Like Earth, Mercury is tectonically active. As evidenced by images captured by NASA's Messenger probe, Mercury's surface is host to fault scarps.

The geologic phenomenon, never before seen on Mercury, suggests the planet is still contracting. Prior to the latest discovery, detailed in the journal Nature Geoscience, scientists believed Earth was the only planet in the solar system with active tectonic plates.

Scarps are the sudden shifts in elevation caused by the displacement of land along an active fault line.
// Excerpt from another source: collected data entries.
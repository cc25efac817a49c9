use anyhow::{anyhow, bail, Context, Result};
use chime_messaging::*;
use chime_messaging_config::ValidationConfig;
use serde::de::DeserializeOwned;
use tracing::{debug, info};

/// Expand `$callback!` with every request type known to the CLI
macro_rules! with_operations {
    ($callback:ident ! ($($args:tt)*)) => {
        $callback!(
            ($($args)*)
            CreateChannelRequest,
            DeleteChannelRequest,
            DescribeChannelRequest,
            UpdateChannelRequest,
            ListChannelsRequest,
            SearchChannelsRequest,
            ListSubChannelsRequest,
            PutChannelExpirationSettingsRequest,
            UpdateChannelReadMarkerRequest,
            CreateChannelFlowRequest,
            DeleteChannelFlowRequest,
            DescribeChannelFlowRequest,
            UpdateChannelFlowRequest,
            ListChannelFlowsRequest,
            AssociateChannelFlowRequest,
            DisassociateChannelFlowRequest,
            ListChannelsAssociatedWithChannelFlowRequest,
            ChannelFlowCallbackRequest,
            BatchCreateChannelMembershipRequest,
            CreateChannelMembershipRequest,
            DeleteChannelMembershipRequest,
            DescribeChannelMembershipRequest,
            DescribeChannelMembershipForAppInstanceUserRequest,
            ListChannelMembershipsRequest,
            ListChannelMembershipsForAppInstanceUserRequest,
            GetChannelMembershipPreferencesRequest,
            PutChannelMembershipPreferencesRequest,
            CreateChannelBanRequest,
            DeleteChannelBanRequest,
            DescribeChannelBanRequest,
            ListChannelBansRequest,
            CreateChannelModeratorRequest,
            DeleteChannelModeratorRequest,
            DescribeChannelModeratorRequest,
            ListChannelModeratorsRequest,
            DescribeChannelModeratedByAppInstanceUserRequest,
            ListChannelsModeratedByAppInstanceUserRequest,
            SendChannelMessageRequest,
            GetChannelMessageRequest,
            GetChannelMessageStatusRequest,
            ListChannelMessagesRequest,
            UpdateChannelMessageRequest,
            RedactChannelMessageRequest,
            DeleteChannelMessageRequest,
            PutMessagingStreamingConfigurationsRequest,
            GetMessagingStreamingConfigurationsRequest,
            DeleteMessagingStreamingConfigurationsRequest,
            GetMessagingSessionEndpointRequest,
            TagResourceRequest,
            UntagResourceRequest,
            ListTagsForResourceRequest,
        )
    };
}

macro_rules! names_of {
    (() $($request:ty),* $(,)?) => {
        vec![$(<$request as Operation>::NAME),*]
    };
}

macro_rules! dispatch {
    (($operation:expr, $body:expr, $config:expr) $($request:ty),* $(,)?) => {{
        $(
            if $operation == <$request as Operation>::NAME {
                return normalize::<$request>($body, $config);
            }
        )*
    }};
}

/// Names of every operation accepted by `validate`
pub fn operation_names() -> Vec<&'static str> {
    with_operations!(names_of!())
}

/// Parse a request payload for `operation`, validate it and re-serialize it
pub fn validate_payload(operation: &str, body: &str, config: &ValidationConfig) -> Result<String> {
    with_operations!(dispatch!(operation, body, config));
    bail!("unknown operation `{}`", operation)
}

fn normalize<R>(body: &str, config: &ValidationConfig) -> Result<String>
where
    R: Operation + DeserializeOwned,
{
    let request: R = serde_json::from_str(body)
        .map_err(MessagingError::from)
        .with_context(|| format!("invalid {} request payload", R::NAME))?;
    debug!(operation = R::NAME, bearer = ?request.chime_bearer(), "parsed request");

    let payload = request
        .to_payload(config)
        .with_context(|| format!("{} request rejected", R::NAME))?;
    info!(operation = R::NAME, "request is valid");
    Ok(payload)
}

/// Split a `key=value` message attribute argument
pub fn parse_attribute(raw: &str) -> Result<(String, MessageAttributeValue)> {
    let (key, value) = raw
        .split_once('=')
        .ok_or_else(|| anyhow!("attribute `{}` is not of the form key=value", raw))?;
    let values = value.split(',').filter(|v| !v.is_empty());
    Ok((key.to_string(), MessageAttributeValue::from_strings(values)))
}

/// Re-indent a compact JSON payload
pub fn pretty(payload: &str) -> Result<String> {
    let value: serde_json::Value = serde_json::from_str(payload)?;
    Ok(serde_json::to_string_pretty(&value)?)
}

#[cfg(test)]
mod tests {
    use super::*;
    use std::collections::HashSet;

    const CHANNEL: &str = "arn:aws:chime:us-east-1:123456789012:app-instance/app/channel/general";
    const ANA: &str = "arn:aws:chime:us-east-1:123456789012:app-instance/app/user/ana";

    #[test]
    fn operation_names_are_unique() {
        let names = operation_names();
        assert_eq!(names.len(), 51);
        assert_eq!(names.iter().collect::<HashSet<_>>().len(), names.len());
        assert!(names.contains(&"ChannelFlowCallback"));
    }

    #[test]
    fn validate_payload_normalizes_requests() {
        let body = format!(
            r#"{{"ChannelArn": "{}", "Content": "hi", "Type": "STANDARD",
                "Persistence": "PERSISTENT", "ChimeBearer": "{}"}}"#,
            CHANNEL, ANA
        );
        let payload =
            validate_payload("SendChannelMessage", &body, &ValidationConfig::default()).unwrap();
        assert!(payload.starts_with("{\"ChannelArn\""));
        assert!(!payload.contains(' '));
    }

    #[test]
    fn validate_payload_reports_violations() {
        let body = format!(r#"{{"ChannelArn": "{}", "ChimeBearer": "bad"}}"#, CHANNEL);
        let error =
            validate_payload("DeleteChannel", &body, &ValidationConfig::default()).unwrap_err();
        assert!(format!("{:#}", error).contains("ChimeBearer"));

        let lenient = ValidationConfig { enforce: false };
        assert!(validate_payload("DeleteChannel", &body, &lenient).is_ok());
    }

    #[test]
    fn validate_payload_reports_unknown_enum_values() {
        let body = format!(
            r#"{{"ChannelArn": "{}", "Content": "hi", "Type": "URGENT",
                "Persistence": "PERSISTENT", "ChimeBearer": "{}"}}"#,
            CHANNEL, ANA
        );
        let error =
            validate_payload("SendChannelMessage", &body, &ValidationConfig::default()).unwrap_err();
        let cause = error.downcast_ref::<MessagingError>().unwrap();
        assert!(matches!(
            cause,
            MessagingError::InvalidEnumValue { type_name: "ChannelMessageType", .. }
        ));
    }

    #[test]
    fn validate_payload_rejects_unknown_operations() {
        let error =
            validate_payload("CreateMeeting", "{}", &ValidationConfig::default()).unwrap_err();
        assert!(error.to_string().contains("CreateMeeting"));
    }

    #[test]
    fn parse_attribute_splits_values() {
        let (key, value) = parse_attribute("lang=en,fr").unwrap();
        assert_eq!(key, "lang");
        assert_eq!(value, MessageAttributeValue::from_strings(["en", "fr"]));

        assert!(parse_attribute("missing-separator").is_err());
    }

    #[test]
    fn pretty_keeps_field_order() {
        let rendered = pretty(r#"{"b":1,"a":2}"#).unwrap();
        assert!(rendered.find("\"b\"").unwrap() < rendered.find("\"a\"").unwrap());
    }
}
Because the scarps seen on Mercury are so small, researchers believe they're relatively young.

"The young age of the small scarps means that Mercury joins Earth as a tectonically active planet in our solar system, with new faults likely forming today as Mercury's interior continues to cool and the planet contracts," Tom Watters, a researcher with the Center for Earth and Planetary Studies at the Smithsonian's National Air and Space Museum, said in a news release.

Messenger images have previously confirmed the presence of much larger, older scarps, first identified during Mariner mission flybys in the 1970s. Those scarps stretched a few hundred miles in length and were several thousand feet tall.

The newly discovered scarps, imaged during Messenger's closest flyby, are only a few dozen feet tall and a mile or so long.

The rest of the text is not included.